Initiation factor IF-E3 from rabbit reticulocytes was isolated from a high salt extract of ribosomes prepared according to the procedure of Schreier and Staehelin. The factor was highly purified from the crude extract by ammonium sulfate fractionation, sucrose gradient centrifugation, salt gradient elution from DEAE-cellulose and phosphocellulose columns, and glycerol gradient centrifugation. IF-E3 stimulated cell-free protein synthesis dependent on an exogenous globin mRNA fraction 4- to 5-fold. The factor under nondenaturing conditions behaved as a large multipolypeptide complex, but was separated into 11 major protein components by 2-dimensional polyacrylamide gel electrophoresis with urea and sodium dodecyl sulfate. The stoichiometry and MW (range: 28,000-140,000) of the IF-E3 proteins were determined.
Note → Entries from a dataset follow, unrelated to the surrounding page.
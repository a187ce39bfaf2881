// SPDX-License-Identifier: MIT
// Copyright (c) 2025 ReifyDB

use std::{
	fmt::{Display, Formatter},
	ops::Deref,
};

use serde::{Deserialize, Serialize};

use crate::value::r#type::Type;

mod diagnostic;

/// User facing description of a failure. Every error that leaves a crate of
/// this workspace carries exactly one of these.
#[derive(Debug, Clone, PartialEq, Serialize, Deserialize)]
pub struct Diagnostic {
	pub code: String,
	pub message: String,
	pub label: Option<String>,
	pub help: Option<String>,
	pub notes: Vec<String>,
	pub cause: Option<Box<Diagnostic>>,
}

impl Diagnostic {
	pub fn with_cause(mut self, cause: Diagnostic) -> Self {
		self.cause = Some(Box::new(cause));
		self
	}
}

impl Display for Diagnostic {
	fn fmt(&self, f: &mut Formatter<'_>) -> std::fmt::Result {
		write!(f, "{}: {}", self.code, self.message)
	}
}

pub trait IntoDiagnostic {
	fn into_diagnostic(self) -> Diagnostic;
}

impl IntoDiagnostic for Diagnostic {
	fn into_diagnostic(self) -> Diagnostic {
		self
	}
}

#[derive(Debug, Clone, PartialEq)]
pub struct Error(pub Box<Diagnostic>);

impl Error {
	pub fn diagnostic(self) -> Diagnostic {
		*self.0
	}

	pub fn code(&self) -> &str {
		&self.0.code
	}
}

impl Deref for Error {
	type Target = Diagnostic;

	fn deref(&self) -> &Self::Target {
		&self.0
	}
}

impl Display for Error {
	fn fmt(&self, f: &mut Formatter<'_>) -> std::fmt::Result {
		render(&self.0, f, 0)
	}
}

fn render(diagnostic: &Diagnostic, f: &mut Formatter<'_>, depth: usize) -> std::fmt::Result {
	let indent = "  ".repeat(depth);
	write!(f, "{indent}{diagnostic}")?;
	if let Some(label) = &diagnostic.label {
		write!(f, "\n{indent}  = {label}")?;
	}
	if let Some(help) = &diagnostic.help {
		write!(f, "\n{indent}  help: {help}")?;
	}
	for note in &diagnostic.notes {
		write!(f, "\n{indent}  note: {note}")?;
	}
	if let Some(cause) = &diagnostic.cause {
		writeln!(f)?;
		render(cause, f, depth + 1)?;
	}
	Ok(())
}

impl std::error::Error for Error {}

impl From<TypeError> for Error {
	fn from(err: TypeError) -> Self {
		Error(Box::new(err.into_diagnostic()))
	}
}

/// Wraps anything convertible into a [`Diagnostic`] into an [`Error`].
#[macro_export]
macro_rules! error {
	($diagnostic:expr) => {
		$crate::error::Error(Box::new($crate::error::IntoDiagnostic::into_diagnostic($diagnostic)))
	};
}

#[macro_export]
macro_rules! return_error {
	($diagnostic:expr) => {
		return Err($crate::error!($diagnostic))
	};
}

#[derive(Debug, Clone, Copy, PartialEq, Eq)]
pub enum CodecDirection {
	Read,
	Write,
}

impl Display for CodecDirection {
	fn fmt(&self, f: &mut Formatter<'_>) -> std::fmt::Result {
		match self {
			CodecDirection::Read => f.write_str("decoding"),
			CodecDirection::Write => f.write_str("encoding"),
		}
	}
}

#[derive(Debug, Clone, PartialEq, thiserror::Error)]
pub enum TypeError {
	#[error("cannot parse {input:?} as {target}: {reason}")]
	ParseFailure {
		target: Type,
		input: String,
		reason: String,
	},

	#[error("expected a value of type {expected}, got {actual}")]
	InvalidValue {
		expected: Type,
		actual: Type,
	},

	#[error("value {value} is out of range for {target}")]
	CastOutOfRange {
		target: Type,
		value: String,
	},

	#[error("field '{field}' is not part of the object schema while {direction}")]
	ProtocolIntegrityFault {
		field: String,
		direction: CodecDirection,
		known_fields: Vec<String>,
	},

	#[error("unexpected end of input: needed {needed} bytes, {remaining} remaining")]
	UnexpectedEof {
		needed: usize,
		remaining: usize,
	},

	#[error("corrupt input: {reason}")]
	Corrupt {
		reason: String,
	},

	#[error("unknown type id {id}")]
	UnknownTypeId {
		id: u32,
	},

	#[error("unknown value tag {tag}")]
	UnknownValueTag {
		tag: u8,
	},

	#[error("{remaining} trailing bytes after value")]
	TrailingBytes {
		remaining: usize,
	},

	#[error("length {length} exceeds the encodable maximum")]
	LengthOverflow {
		length: usize,
	},
}
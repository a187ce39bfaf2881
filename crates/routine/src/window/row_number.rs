// SPDX-License-Identifier: AGPL-3.0-or-later
// Copyright (c) 2025 ReifyDB

use std::sync::Arc;

use tessera_type::{Result, Type, Value};

use super::{WindowFrameState, WindowFunction, window_implementation};
use crate::{BaseResolver, CollectExpression, FuncParams, FunctionInfo, FunctionsBuilder, error::RoutineError};

/// 1-based ordinal of the row within its partition. The frame is ignored.
pub struct RowNumber {
	info: FunctionInfo,
}

window_implementation!(RowNumber);

impl WindowFunction for RowNumber {
	fn execute(
		&self,
		row_idx: usize,
		_frame: &WindowFrameState<'_>,
		_expressions: &[Arc<dyn CollectExpression>],
		_args: &[Value],
	) -> Result<Value> {
		match i32::try_from(row_idx + 1) {
			Ok(number) => Ok(Value::Integer(number)),
			Err(_) => Err(RoutineError::NumericOverflow {
				name: self.info.name().to_string(),
				result: self.info.return_type.clone(),
			}
			.into()),
		}
	}
}

pub(super) fn register(builder: &mut FunctionsBuilder) -> Result<()> {
	builder.register(
		"row_number",
		BaseResolver::new(FuncParams::none(), |name, arg_types| {
			Ok(Arc::new(RowNumber {
				info: FunctionInfo::window(name, arg_types, Type::Integer),
			}))
		}),
	)?;
	Ok(())
}

#[cfg(test)]
mod tests {
	use super::*;
	use crate::window::testing::{resolve, rows, run};

	#[test]
	fn test_numbers_rows_in_order() {
		let function = resolve("row_number", &[]);
		assert_eq!(function.info().return_type, Type::Integer);

		let partition = rows(&[Value::text("a"), Value::text("b"), Value::text("c")]);
		let result = run(&function, &partition, &[], &[], |i| (i, i + 1)).unwrap();
		assert_eq!(result, vec![Value::int(1), Value::int(2), Value::int(3)]);
	}

	#[test]
	fn test_ignores_frame() {
		let function = resolve("row_number", &[]);
		let partition = rows(&[Value::Null, Value::Null, Value::Null, Value::Null]);

		let empty_frames = run(&function, &partition, &[], &[], |_| (3, 0)).unwrap();
		let whole_partition = run(&function, &partition, &[], &[], |_| (0, 4)).unwrap();
		let expected: Vec<Value> = (1..=4).map(Value::int).collect();
		assert_eq!(empty_frames, expected);
		assert_eq!(whole_partition, expected);
	}

	#[test]
	fn test_rejects_arguments() {
		let err = crate::builtin().resolve("row_number", &[Type::Integer]).err().unwrap();
		assert_eq!(err.code(), "FUNCTION_002");
	}
}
None of the components corresponded to ribosomal proteins found in high salt-washed ribosomes. 14CH3-IF-E3 was prepared by reductive alkylation without detectable loss of its initiation factor activity, and bound stoichiometrically to 40S-ribosomal subunits, but not to 60S or 80S ribosomes. 14CH3-IF-E3 isolated from the 40S complex contained only 9 of the 11 original protein components.